CPR is only likely to be effective if commenced within 6 minutes after the blood flow stops, because permanent brain cell damage occurs when fresh blood infuses the cells after that time, since the cells of the brain become dormant in as little as 4–6 minutes in an oxygen deprived environment and the cells are unable to survive the reintroduction of oxygen in a traditional resuscitation. Research using cardioplegic blood infusion resulted in a 79.4% survival rate with cardiac arrest intervals of 72±43 minutes, traditional methods achieve a 15% survival rate in this scenario, by comparison. New research is currently needed to determine what role CPR, electroshock, and new advanced gradual resuscitation techniques will have with this new knowledge.4

In the 19th century, Doctor H. R. Silvester described a method (The Silvester Method) of artificial respiration in which the patient is laid on their back, and their arms are raised above their head to aid inhalation and then pressed against their chest to aid exhalation.

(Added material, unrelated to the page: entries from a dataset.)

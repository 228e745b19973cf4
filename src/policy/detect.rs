//! Project shape detection

use std::path::Path;

const SENTINEL_DIRS: &[&str] = &["Assets", "ProjectSettings", "Library"];
const SENTINEL_FILES: &[&str] = &["Assembly-CSharp.csproj"];

/// Check whether `root` looks like a structured (Unity-style) project.
pub fn is_structured_project(root: &Path) -> bool {
    SENTINEL_DIRS.iter().any(|dir| root.join(dir).is_dir())
        || SENTINEL_FILES.iter().any(|file| root.join(file).is_file())
}
//! Emptiness probe used for compact pruning

use std::path::Path;

use super::filter::PolicyFilter;
use super::traversal::list_dir;

/// Check whether `path` holds at least one file the policy keeps.
///
/// `current_depth` is the depth of the directory asking about `path`, one of
/// its subdirectories. The probe answers `false` once `current_depth` reaches
/// `max_depth`, so content beyond the depth limit never counts as present.
/// `None` means no limit. Listing failures count as "no content".
pub fn has_matching_content(
    path: &Path,
    filter: &PolicyFilter<'_>,
    root: &Path,
    current_depth: usize,
    max_depth: Option<usize>,
) -> bool {
    if max_depth.is_some_and(|max| current_depth >= max) {
        return false;
    }

    let listing = match list_dir(path) {
        Ok(listing) => listing,
        Err(e) => {
            tracing::trace!(path = %path.display(), error = %e, "probe skipped unreadable directory");
            return false;
        }
    };

    if listing
        .files
        .iter()
        .any(|file| filter.includes_file_name(&file.name))
    {
        return true;
    }

    listing
        .dirs
        .iter()
        .filter(|dir| !filter.should_exclude_directory(&dir.path, root))
        .any(|dir| has_matching_content(&dir.path, filter, root, current_depth + 1, max_depth))
}

#[cfg(test)]
mod tests {
    use super::*;
    use crate::policy::{Policy, PolicyFamily};
    use std::fs;
    use tempfile::TempDir;

    fn cs_only() -> Policy {
        Policy {
            id: 9,
            family: PolicyFamily::Size,
            name: "cs".into(),
            description: String::new(),
            exclude_folder_patterns: vec!["skip".into()],
            include_folder_prefixes: Vec::new(),
            include_extensions: vec![".cs".into()],
            exclude_patterns: Vec::new(),
            include_all: false,
        }
    }

    #[test]
    fn test_finds_nested_match() {
        let dir = TempDir::new().unwrap();
        fs::create_dir_all(dir.path().join("a/b/c")).unwrap();
        fs::write(dir.path().join("a/b/c/deep.cs"), "").unwrap();

        let policy = cs_only();
        let filter = PolicyFilter::new(&policy);
        assert!(has_matching_content(
            &dir.path().join("a"),
            &filter,
            dir.path(),
            0,
            None
        ));
    }

    #[test]
    fn test_non_matching_files_are_not_content() {
        let dir = TempDir::new().unwrap();
        fs::create_dir_all(dir.path().join("bin")).unwrap();
        fs::write(dir.path().join("bin/out.dll"), "").unwrap();

        let policy = cs_only();
        let filter = PolicyFilter::new(&policy);
        assert!(!has_matching_content(
            &dir.path().join("bin"),
            &filter,
            dir.path(),
            0,
            None
        ));
    }

    #[test]
    fn test_excluded_subdirectories_are_not_searched() {
        let dir = TempDir::new().unwrap();
        fs::create_dir_all(dir.path().join("a/skip")).unwrap();
        fs::write(dir.path().join("a/skip/hidden.cs"), "").unwrap();

        let policy = cs_only();
        let filter = PolicyFilter::new(&policy);
        assert!(!has_matching_content(
            &dir.path().join("a"),
            &filter,
            dir.path(),
            0,
            None
        ));
    }

    #[test]
    fn test_content_beyond_depth_limit_is_absent() {
        let dir = TempDir::new().unwrap();
        fs::create_dir_all(dir.path().join("a/b")).unwrap();
        fs::write(dir.path().join("a/b/deep.cs"), "").unwrap();

        let policy = cs_only();
        let filter = PolicyFilter::new(&policy);
        let a = dir.path().join("a");

        // `a` sits at depth 1; its file list is visible, `b`'s is at depth 2.
        assert!(!has_matching_content(&a, &filter, dir.path(), 0, Some(1)));
        assert!(has_matching_content(&a, &filter, dir.path(), 0, Some(2)));
        assert!(!has_matching_content(&a, &filter, dir.path(), 1, Some(1)));
    }

    #[test]
    fn test_missing_directory_has_no_content() {
        let policy = cs_only();
        let filter = PolicyFilter::new(&policy);
        assert!(!has_matching_content(
            Path::new("/nonexistent/canopy"),
            &filter,
            Path::new("/nonexistent"),
            0,
            None
        ));
    }
}
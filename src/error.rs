//! Error taxonomy shared by the traversal, rendering and export paths

use std::io;
use std::path::{Path, PathBuf};

/// Errors surfaced by canopy.
///
/// Only `NotFound`, `PolicyFile` and `Io` ever reach a caller. `AccessDenied`
/// and `Read` are produced while walking a tree and are recovered at the
/// frame where they happen (skipped entry, inline notice or error block).
#[derive(Debug, thiserror::Error)]
pub enum Error {
    #[error("path does not exist or is not a directory: {}", .0.display())]
    NotFound(PathBuf),

    #[error("access denied: {}", .0.display())]
    AccessDenied(PathBuf),

    #[error("{}: {source}", path.display())]
    Read {
        path: PathBuf,
        #[source]
        source: io::Error,
    },

    #[error("invalid policy file {}: {message}", path.display())]
    PolicyFile { path: PathBuf, message: String },

    #[error(transparent)]
    Io(#[from] io::Error),
}

impl Error {
    /// Classify an I/O failure that happened while reading `path`.
    pub fn from_io(path: &Path, source: io::Error) -> Self {
        match source.kind() {
            io::ErrorKind::PermissionDenied => Error::AccessDenied(path.to_path_buf()),
            _ => Error::Read {
                path: path.to_path_buf(),
                source,
            },
        }
    }
}

pub type Result<T> = std::result::Result<T, Error>;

The procedure is repeated sixteen times per minute. A second technique, called the Holger Neilson technique, described in the first edition of the Boy Scout Handbook in the United States in 1911, described a form of artificial respiration where the person was laid on their front, with their head to the side, resting on the palms of both hands. Upward pressure applied at the patient’s elbows raised the upper body while pressure on their back forced air into the lungs, essentially the Silvester Method with the patient flipped over. 3

6.1 NEED FOR STUDY

Over 750,000 citizens of the US and Europe suffer sudden cardiac arrest each year, and survival remains dismal: over 75% of victims do not leave the hospital alive.1,2 Cardiac arrest, requires treatment within minutes to attain survival. Cardiopulmonary resuscitation (CPR) and electrical defibrillation remain the two crucial interventions that can be life-saving during cardiac arrest. Through CPR training offered by the American Heart Association (AHA) and other organizations, laypersons can provide treatment to cardiac arrest victims before the arrival of emergency medical personnel. This review will summarize current knowledge about the importance of CPR in the treatment of cardiac arrest, and will describe several exciting new technologies that will make CPR more effective in coming years.3

A number of studies have confirmed that CPR can be life-saving when provided either by laypersons or medical professionals. In several large investigations, the prompt delivery of CPR served as a important predictor of survival—bystander CPR may almost double the chance of survival.5-7 Other work has shown that the probability of survival from cardiac arrest falls by 10–15% per minute without treatment, and well performed CPR likely shifts this curve towards higher probability of survival. Furthermore, recent investigations have suggested that CPR maintains the heart in a state favorable for defibrillation.8,9 That is, fatal cardiac arrhythmias common in cardiac arrest have a greater chance of being successfully terminated by electrical shock if CPR is performed first. A recent randomized trial in Norway suggested that in cases of prolonged cardiac arrest, delaying defibrillation in order to first provide several minutes of CPR significantly improved patient survival.10 Not only can prompt CPR make an important impact on outcomes, but the quality of CPR appears to matter greatly.5

Recent work has also shown that during actual human CPR, shallow chest compressions have an adverse impact on outcomes.9 Therefore, it is crucial that CPR be performed in accordance with published guidelines, which are formulated based on the best available data and updated every five years.3 Given the importance of CPR quality, it is perhaps surprising that the performance of CPR has only recently been assessed during actual cases of cardiac arrest. In a number of investigations over the past few years, CPR quality was found to be lacking during both in-hospital and out-of-hospital cardiac arrest, both in Europe and the US.11-15 In other words, poor CPR quality is endemic. In general, chest compressions are delivered too slowly and in too shallow a fashion, and ventilations are given too rapidly. There are several reasons why this might be the case despite the best intentions of providers. 3

First, CPR is deceptively simple to describe and remarkably difficult to perform, as humans generally do not have a good internal sense of timing to recognize 100 compressions or 8–12 ventilations per minute, and fatigue often prevents adequate depth efforts. Second, CPR is taught in the sterile conditions of a classroom, but performed in the volatile environment of a dramatically ill person surrounded by anxious onlookers—training can be easily forgotten in the panic of the moment, especially if that training has not taken place recently. It is clear from a variety of data that the majority of cardiac arrest patients do not receive CPR at all until the arrival of medical personnel precious minutes after the onset of arrest.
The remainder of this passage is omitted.